(DATA IN THIS EXERCISE)
○ ○ ○ ○ ○

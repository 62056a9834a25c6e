use egui::{Context, Event, PointerButton, Pos2, Rect};

pub mod gestures;
pub mod state;

pub use gestures::{GestureInterpreter, GestureOutput, GestureState, PinchBaseline};
pub use state::{TouchEvent, TouchEventKind, TouchPoint, TouchSet};

/// Touch id used when the primary mouse button stands in for a finger
pub const POINTER_TOUCH_ID: u64 = u64::MAX;

/// Converts raw egui events into ordered [`TouchEvent`] snapshots.
///
/// Real touches win: while any finger is down, or when the frame carries touch
/// events at all, pointer events are ignored so that the pointer emulation
/// egui performs for touch screens is not counted twice.
#[derive(Debug, Default)]
pub struct TouchInputHandler {
    /// Every finger currently down, in the order it landed
    active: Vec<TouchPoint>,
    /// Last position of the primary button while it is held
    pointer: Option<Pos2>,
}

impl TouchInputHandler {
    pub fn new() -> Self {
        Self::default()
    }

    /// Read this frame's events from the egui context
    pub fn process_input(&mut self, ctx: &Context, surface: Rect) -> Vec<TouchEvent> {
        ctx.input(|input| self.process_events(&input.events, surface))
    }

    /// Produce one snapshot per relevant event, preserving event order.
    /// Gestures may only begin inside `surface`.
    pub fn process_events(&mut self, events: &[Event], surface: Rect) -> Vec<TouchEvent> {
        let has_touch = events.iter().any(|e| matches!(e, Event::Touch { .. }));
        let mut snapshots = Vec::new();

        for event in events {
            match event {
                Event::Touch { id, phase, pos, .. } => {
                    self.on_touch(id.0, *phase, *pos, surface, &mut snapshots)
                }
                _ if has_touch || !self.active.is_empty() => {}
                Event::PointerButton {
                    pos,
                    button: PointerButton::Primary,
                    pressed,
                    ..
                } => self.on_pointer_button(*pos, *pressed, surface, &mut snapshots),
                Event::PointerMoved(pos) => snapshots.extend(self.on_pointer_moved(*pos)),
                Event::PointerGone => snapshots.extend(self.on_pointer_gone()),
                _ => {}
            }
        }

        snapshots
    }

    pub fn active_touch_count(&self) -> usize {
        self.active.len() + usize::from(self.pointer.is_some())
    }

    fn on_touch(
        &mut self,
        id: u64,
        phase: egui::TouchPhase,
        pos: Pos2,
        surface: Rect,
        out: &mut Vec<TouchEvent>,
    ) {
        let tracked = self.active.iter().position(|t| t.id == id);
        match (phase, tracked) {
            (egui::TouchPhase::Start, None) => {
                if surface.contains(pos) {
                    self.active.push(TouchPoint { id, pos });
                    out.push(self.snapshot(TouchEventKind::Start));
                }
            }
            (egui::TouchPhase::Start | egui::TouchPhase::Move, Some(index)) => {
                out.extend(self.move_to(index, pos));
            }
            (egui::TouchPhase::End, Some(index)) => {
                // A lift away from the last reported position moves first
                out.extend(self.move_to(index, pos));
                self.active.remove(index);
                out.push(self.snapshot(TouchEventKind::End));
            }
            (egui::TouchPhase::Cancel, Some(index)) => {
                self.active.remove(index);
                out.push(self.snapshot(TouchEventKind::Cancel));
            }
            // Events for fingers that started outside the surface
            (_, None) => {}
        }
    }

    fn move_to(&mut self, index: usize, pos: Pos2) -> Option<TouchEvent> {
        if self.active[index].pos == pos {
            return None;
        }
        self.active[index].pos = pos;
        Some(self.snapshot(TouchEventKind::Move))
    }

    fn on_pointer_button(&mut self, pos: Pos2, pressed: bool, surface: Rect, out: &mut Vec<TouchEvent>) {
        match (pressed, self.pointer) {
            (true, None) if surface.contains(pos) => {
                self.pointer = Some(pos);
                out.push(self.pointer_snapshot(TouchEventKind::Start, pos));
            }
            (false, Some(_)) => {
                out.extend(self.on_pointer_moved(pos));
                self.pointer = None;
                out.push(TouchEvent::end([]));
            }
            _ => {}
        }
    }

    fn on_pointer_moved(&mut self, pos: Pos2) -> Option<TouchEvent> {
        let last = self.pointer.as_mut()?;
        if *last == pos {
            return None;
        }
        *last = pos;
        Some(self.pointer_snapshot(TouchEventKind::Move, pos))
    }

    fn on_pointer_gone(&mut self) -> Option<TouchEvent> {
        self.pointer.take().map(|_| TouchEvent::cancel())
    }

    fn pointer_snapshot(&self, kind: TouchEventKind, pos: Pos2) -> TouchEvent {
        TouchEvent::new(
            kind,
            TouchSet::from_points([TouchPoint {
                id: POINTER_TOUCH_ID,
                pos,
            }]),
        )
    }

    fn snapshot(&self, kind: TouchEventKind) -> TouchEvent {
        TouchEvent::new(kind, TouchSet::from_points(self.active.iter().copied()))
    }
}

○ ○ ○ ○ ○

From the material above, gather all lines that include the string "TouchPoint" and copy them.

pub use state::{TouchEvent, TouchEventKind, TouchPoint, TouchSet};
    active: Vec<TouchPoint>,
                    self.active.push(TouchPoint { id, pos });
            TouchSet::from_points([TouchPoint {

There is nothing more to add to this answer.